Stored entries -

----------

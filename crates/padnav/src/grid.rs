#![forbid(unsafe_code)]

//! Grid navigator: row/column movement over content grids.
//!
//! Two modes, chosen structurally by the focused cell:
//!
//! - **Explicit columns** (the cell carries a column index): horizontal moves
//!   jump to the adjacent column index and pick the cell nearest in
//!   vertical center; vertical moves step through the column's cells in
//!   vertical order. Nothing wraps.
//! - **Implicit clustering** (grid-cell marker only): cells are clustered
//!   into rows whose vertical centers lie within the tolerance of the row's
//!   first cell. Horizontal moves step within the row and wrap at both
//!   edges; vertical moves go to the adjacent row (no wrap) and pick the
//!   cell nearest in horizontal center.
//!
//! Peers are the candidates sharing the focused cell's nearest `GRID`
//! container, so two grids on one screen never mix.

use padnav_core::{Direction, FocusTarget, NodeId, Point, RegionTags, VisualTree};

use crate::perf::GeometryCache;

/// Result of a grid move attempt.
#[derive(Debug, Clone, Copy, PartialEq, Eq)]
pub enum GridMove {
    Moved(NodeId),
    /// At a non-wrapping edge; focus is preserved.
    Blocked,
    /// The focused node is not a grid cell.
    NotApplicable,
}

/// One row (or column) of clustered cells.
#[derive(Debug, Clone, PartialEq)]
pub struct Cluster {
    /// Members ordered along the cluster.
    pub members: Vec<(NodeId, Point)>,
    /// Mean center on the clustering axis.
    pub mean: f64,
}

impl Cluster {
    pub fn position(&self, id: NodeId) -> Option<usize> {
        self.members.iter().position(|(m, _)| *m == id)
    }

    pub fn len(&self) -> usize {
        self.members.len()
    }

    pub fn is_empty(&self) -> bool {
        self.members.is_empty()
    }
}

fn cluster_by(
    cells: &[(NodeId, Point)],
    tolerance: f64,
    key: fn(Point) -> f64,
    along: fn(Point) -> f64,
) -> Vec<Cluster> {
    let mut sorted: Vec<(NodeId, Point)> = cells.to_vec();
    sorted.sort_by(|a, b| key(a.1).total_cmp(&key(b.1)));

    let mut clusters: Vec<(f64, Vec<(NodeId, Point)>)> = Vec::new();
    for cell in sorted {
        match clusters.last_mut() {
            Some((anchor, members)) if (key(cell.1) - *anchor).abs() <= tolerance => {
                members.push(cell);
            }
            _ => clusters.push((key(cell.1), vec![cell])),
        }
    }

    let mut out: Vec<Cluster> = clusters
        .into_iter()
        .map(|(_, mut members)| {
            let mean = members.iter().map(|(_, p)| key(*p)).sum::<f64>() / members.len() as f64;
            members.sort_by(|a, b| along(a.1).total_cmp(&along(b.1)));
            Cluster { members, mean }
        })
        .collect();
    out.sort_by(|a, b| a.mean.total_cmp(&b.mean));
    out
}

/// Cluster cells into rows: top to bottom, members left to right.
pub fn cluster_rows(cells: &[(NodeId, Point)], tolerance: f64) -> Vec<Cluster> {
    cluster_by(cells, tolerance, |p| p.y, |p| p.x)
}

/// Cluster cells into columns: left to right, members top to bottom.
pub fn cluster_columns(cells: &[(NodeId, Point)], tolerance: f64) -> Vec<Cluster> {
    cluster_by(cells, tolerance, |p| p.x, |p| p.y)
}

fn is_cell<T: FocusTarget>(node: &T) -> bool {
    node.region_tags().contains(RegionTags::GRID_CELL) || node.column_index().is_some()
}

/// Grid cells among `candidates` that share `current`'s grid container,
/// with their centers. `current` is always included.
pub fn peers<T: VisualTree>(
    tree: &T,
    cache: &mut GeometryCache,
    current: NodeId,
    candidates: &[NodeId],
) -> Vec<(NodeId, Point)> {
    let container = tree.region_root(current, RegionTags::GRID);
    let mut ids: Vec<NodeId> = candidates
        .iter()
        .copied()
        .filter(|&id| {
            tree.target(id).is_some_and(is_cell)
                && tree.region_root(id, RegionTags::GRID) == container
        })
        .collect();
    if !ids.contains(&current) {
        ids.push(current);
    }
    cache.centers(tree, &ids)
}

/// Try a grid move from `current`.
pub fn navigate<T: VisualTree>(
    tree: &T,
    cache: &mut GeometryCache,
    current: NodeId,
    candidates: &[NodeId],
    dir: Direction,
    tolerance: f64,
) -> GridMove {
    let Some(node) = tree.target(current) else {
        return GridMove::NotApplicable;
    };
    if !is_cell(node) {
        return GridMove::NotApplicable;
    }
    let column = node.column_index();
    let cells = peers(tree, cache, current, candidates);
    let Some(origin) = cells.iter().find(|(id, _)| *id == current).map(|(_, p)| *p) else {
        return GridMove::NotApplicable;
    };

    match column {
        Some(col) => navigate_explicit(tree, &cells, current, origin, col, dir),
        None => navigate_implicit(&cells, current, dir, tolerance),
    }
}

fn navigate_explicit<T: VisualTree>(
    tree: &T,
    cells: &[(NodeId, Point)],
    current: NodeId,
    origin: Point,
    col: u32,
    dir: Direction,
) -> GridMove {
    let in_column = |c: u32| -> Vec<(NodeId, Point)> {
        cells
            .iter()
            .copied()
            .filter(|(id, _)| tree.target(*id).and_then(|n| n.column_index()) == Some(c))
            .collect()
    };

    if dir.is_horizontal() {
        let target_col = match dir {
            Direction::Right => col.checked_add(1),
            _ => col.checked_sub(1),
        };
        let Some(target_col) = target_col else {
            return GridMove::Blocked;
        };
        let mut best: Option<(NodeId, f64)> = None;
        for (id, p) in in_column(target_col) {
            let dy = (p.y - origin.y).abs();
            if best.is_none_or(|(_, best_dy)| dy < best_dy) {
                best = Some((id, dy));
            }
        }
        return best.map_or(GridMove::Blocked, |(id, _)| GridMove::Moved(id));
    }

    let mut column_cells = in_column(col);
    column_cells.sort_by(|a, b| a.1.y.total_cmp(&b.1.y));
    let Some(index) = column_cells.iter().position(|(id, _)| *id == current) else {
        return GridMove::NotApplicable;
    };
    let next = if dir.is_forward() {
        index.checked_add(1)
    } else {
        index.checked_sub(1)
    };
    match next.and_then(|i| column_cells.get(i)) {
        Some((id, _)) => GridMove::Moved(*id),
        None => GridMove::Blocked,
    }
}

fn navigate_implicit(
    cells: &[(NodeId, Point)],
    current: NodeId,
    dir: Direction,
    tolerance: f64,
) -> GridMove {
    let rows = cluster_rows(cells, tolerance);
    let Some((row_index, pos)) = rows
        .iter()
        .enumerate()
        .find_map(|(r, row)| row.position(current).map(|i| (r, i)))
    else {
        return GridMove::NotApplicable;
    };
    let row = &rows[row_index];

    if dir.is_horizontal() {
        let len = row.len();
        if len < 2 {
            return GridMove::Blocked;
        }
        let next = if dir.is_forward() {
            (pos + 1) % len
        } else {
            (pos + len - 1) % len
        };
        return GridMove::Moved(row.members[next].0);
    }

    let target_row = if dir.is_forward() {
        row_index.checked_add(1)
    } else {
        row_index.checked_sub(1)
    };
    let Some(target) = target_row.and_then(|r| rows.get(r)) else {
        return GridMove::Blocked;
    };
    let origin_x = row.members[pos].1.x;
    let mut best: Option<(NodeId, f64)> = None;
    for &(id, p) in &target.members {
        let dx = (p.x - origin_x).abs();
        if best.is_none_or(|(_, best_dx)| dx < best_dx) {
            best = Some((id, dx));
        }
    }
    best.map_or(GridMove::Blocked, |(id, _)| GridMove::Moved(id))
}

/// `true` if `current` is the first (moving left) or last (moving right)
/// member of its implicit row, i.e. a horizontal move would wrap.
pub fn at_row_edge<T: VisualTree>(
    tree: &T,
    cache: &mut GeometryCache,
    current: NodeId,
    candidates: &[NodeId],
    dir: Direction,
    tolerance: f64,
) -> bool {
    if !dir.is_horizontal() {
        return false;
    }
    let cells = peers(tree, cache, current, candidates);
    let rows = cluster_rows(&cells, tolerance);
    rows.iter().any(|row| match row.position(current) {
        Some(pos) if dir.is_forward() => pos + 1 == row.len(),
        Some(pos) => pos == 0,
        None => false,
    })
}
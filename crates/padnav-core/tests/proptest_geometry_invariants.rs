//! Property-based invariant tests for the geometry calculator.
//!
//! 1. Distance is symmetric and non-negative
//! 2. Bearing is within (-180, 180] and flips by 180 when reversed
//! 3. Folded angles always lie in [0, 180]
//! 4. The direction gate is exclusive between opposite directions
//! 5. A point is never in any direction from itself

use padnav_core::geometry::{angle, angle_deviation, distance, in_direction, normalize_angle};
use padnav_core::{Direction, Point};
use proptest::prelude::*;

// ── Strategies ──────────────────────────────────────────────────────────

fn coord() -> impl Strategy<Value = f64> {
    -5000.0f64..5000.0
}

fn point() -> impl Strategy<Value = Point> {
    (coord(), coord()).prop_map(|(x, y)| Point::new(x, y))
}

fn direction() -> impl Strategy<Value = Direction> {
    prop_oneof![
        Just(Direction::Up),
        Just(Direction::Down),
        Just(Direction::Left),
        Just(Direction::Right),
    ]
}

// ═══════════════════════════════════════════════════════════════════════
// 1. Distance
// ═══════════════════════════════════════════════════════════════════════

proptest! {
    #[test]
    fn distance_is_symmetric(a in point(), b in point()) {
        let ab = distance(a, b);
        let ba = distance(b, a);
        prop_assert!(ab >= 0.0);
        prop_assert!((ab - ba).abs() < 1e-9, "d(a,b)={} d(b,a)={}", ab, ba);
    }

    #[test]
    fn distance_to_self_is_zero(a in point()) {
        prop_assert_eq!(distance(a, a), 0.0);
    }
}

// ═══════════════════════════════════════════════════════════════════════
// 2. Bearing
// ═══════════════════════════════════════════════════════════════════════

proptest! {
    #[test]
    fn bearing_in_range(a in point(), b in point()) {
        let deg = angle(a, b);
        prop_assert!((-180.0..=180.0).contains(&deg), "angle {} out of range", deg);
    }

    #[test]
    fn reversed_bearing_differs_by_half_turn(a in point(), b in point()) {
        prop_assume!(distance(a, b) > 1e-6);
        let diff = normalize_angle(angle(a, b) - angle(b, a));
        prop_assert!((diff - 180.0).abs() < 1e-6, "folded difference {}", diff);
    }
}

// ═══════════════════════════════════════════════════════════════════════
// 3. Folding
// ═══════════════════════════════════════════════════════════════════════

proptest! {
    #[test]
    fn normalized_angle_in_half_turn(diff in -100_000.0f64..100_000.0) {
        let folded = normalize_angle(diff);
        prop_assert!((0.0..=180.0).contains(&folded), "folded {} from {}", folded, diff);
    }

    #[test]
    fn deviation_in_half_turn(a in point(), b in point(), dir in direction()) {
        let dev = angle_deviation(a, b, dir);
        prop_assert!((0.0..=180.0).contains(&dev));
    }
}

// ═══════════════════════════════════════════════════════════════════════
// 4–5. Direction gate
// ═══════════════════════════════════════════════════════════════════════

proptest! {
    #[test]
    fn gate_excludes_opposite_direction(
        a in point(),
        b in point(),
        dir in direction(),
        threshold in 0.0f64..100.0,
    ) {
        prop_assert!(
            !(in_direction(a, b, dir, threshold) && in_direction(a, b, dir.opposite(), threshold)),
            "point passed the gate for both {} and {}", dir, dir.opposite()
        );
    }

    #[test]
    fn point_is_never_in_direction_of_itself(a in point(), dir in direction()) {
        prop_assert!(!in_direction(a, a, dir, 0.0));
    }
}
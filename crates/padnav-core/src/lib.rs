#![forbid(unsafe_code)]

//! Core: geometry, directions, and the visual-tree interfaces for padnav.
//!
//! # Role in padnav
//! `padnav-core` is the vocabulary layer. It owns the geometric primitives
//! the scorer works with, the four navigation directions, and the
//! capability interfaces a host UI implements so the engine can observe its
//! nodes without knowing anything about how they are rendered.
//!
//! # Primary responsibilities
//! - **Geometry**: centers, distances, bearings, and the direction gate.
//! - **Direction**: `Up`/`Down`/`Left`/`Right` with key-name parsing.
//! - **FocusTarget**: the per-node capability interface (eligible, disabled,
//!   bounding box, region tags, column index, visibility).
//! - **VisualTree**: document-order enumeration, parent links, overlays,
//!   and the focus/scroll side effects.
//! - **Mutation records**: the batches a host delivers when its tree changes.
//!
//! # How it fits in the system
//! The engine (`padnav`) is generic over [`tree::VisualTree`] and never
//! holds references into the host tree; focus is tracked by [`NodeId`]
//! handles that are revalidated before every use.

pub mod direction;
pub mod geometry;
pub mod mutation;
pub mod target;
pub mod tree;

#[cfg(any(test, feature = "test-helpers"))]
pub mod memory;

pub use direction::{Direction, ParseDirectionError};
pub use geometry::{Point, Rect};
pub use mutation::{Attribute, MutationKind, MutationRecord};
pub use target::{FocusTarget, NodeId, OverlayKind, RegionTags, Visibility};
pub use tree::VisualTree;
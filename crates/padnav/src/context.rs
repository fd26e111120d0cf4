#![forbid(unsafe_code)]

//! Context classifier: which region the focused target lives in.
//!
//! Precedence: an open overlay wins regardless of where focus is, then a
//! list-panel ancestor, then a grid-cell marker on the target itself, then
//! main content. The result only picks which specialized navigator runs
//! first; the generic scorer remains the fallback for every context.

use std::fmt;

use padnav_core::{FocusTarget, NodeId, OverlayKind, RegionTags, VisualTree};

use crate::candidates::active_overlay;

/// Navigation context of the current focus.
#[derive(Debug, Clone, Copy, PartialEq, Eq)]
pub enum NavContext {
    Main,
    Overlay(OverlayKind),
    ListPanel,
    Grid,
}

impl NavContext {
    pub const fn as_str(self) -> &'static str {
        match self {
            NavContext::Main => "main",
            NavContext::Overlay(_) => "overlay",
            NavContext::ListPanel => "list-panel",
            NavContext::Grid => "grid",
        }
    }
}

impl fmt::Display for NavContext {
    fn fmt(&self, f: &mut fmt::Formatter<'_>) -> fmt::Result {
        f.write_str(self.as_str())
    }
}

/// Classify the context of `current`.
pub fn classify<T: VisualTree>(tree: &T, current: Option<NodeId>) -> NavContext {
    if let Some((kind, _)) = active_overlay(tree) {
        return NavContext::Overlay(kind);
    }
    let Some(current) = current else {
        return NavContext::Main;
    };
    if tree.region_root(current, RegionTags::LIST_PANEL).is_some() {
        return NavContext::ListPanel;
    }
    let is_cell = tree.target(current).is_some_and(|n| {
        n.region_tags().contains(RegionTags::GRID_CELL) || n.column_index().is_some()
    });
    if is_cell {
        NavContext::Grid
    } else {
        NavContext::Main
    }
}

----------

Your assignment -
Set down verbatim only the lines between the start of the data above and the line with "of the row's", both boundaries included.

Output of the task -
filename crates/padnav/src/grid.rs
#![forbid(unsafe_code)]

//! Grid navigator: row/column movement over content grids.
//!
//! Two modes, chosen structurally by the focused cell:
//!
//! - **Explicit columns** (the cell carries a column index): horizontal moves
//!   jump to the adjacent column index and pick the cell nearest in
//!   vertical center; vertical moves step through the column's cells in
//!   vertical order. Nothing wraps.
//! - **Implicit clustering** (grid-cell marker only): cells are clustered
//!   into rows whose vertical centers lie within the tolerance of the row's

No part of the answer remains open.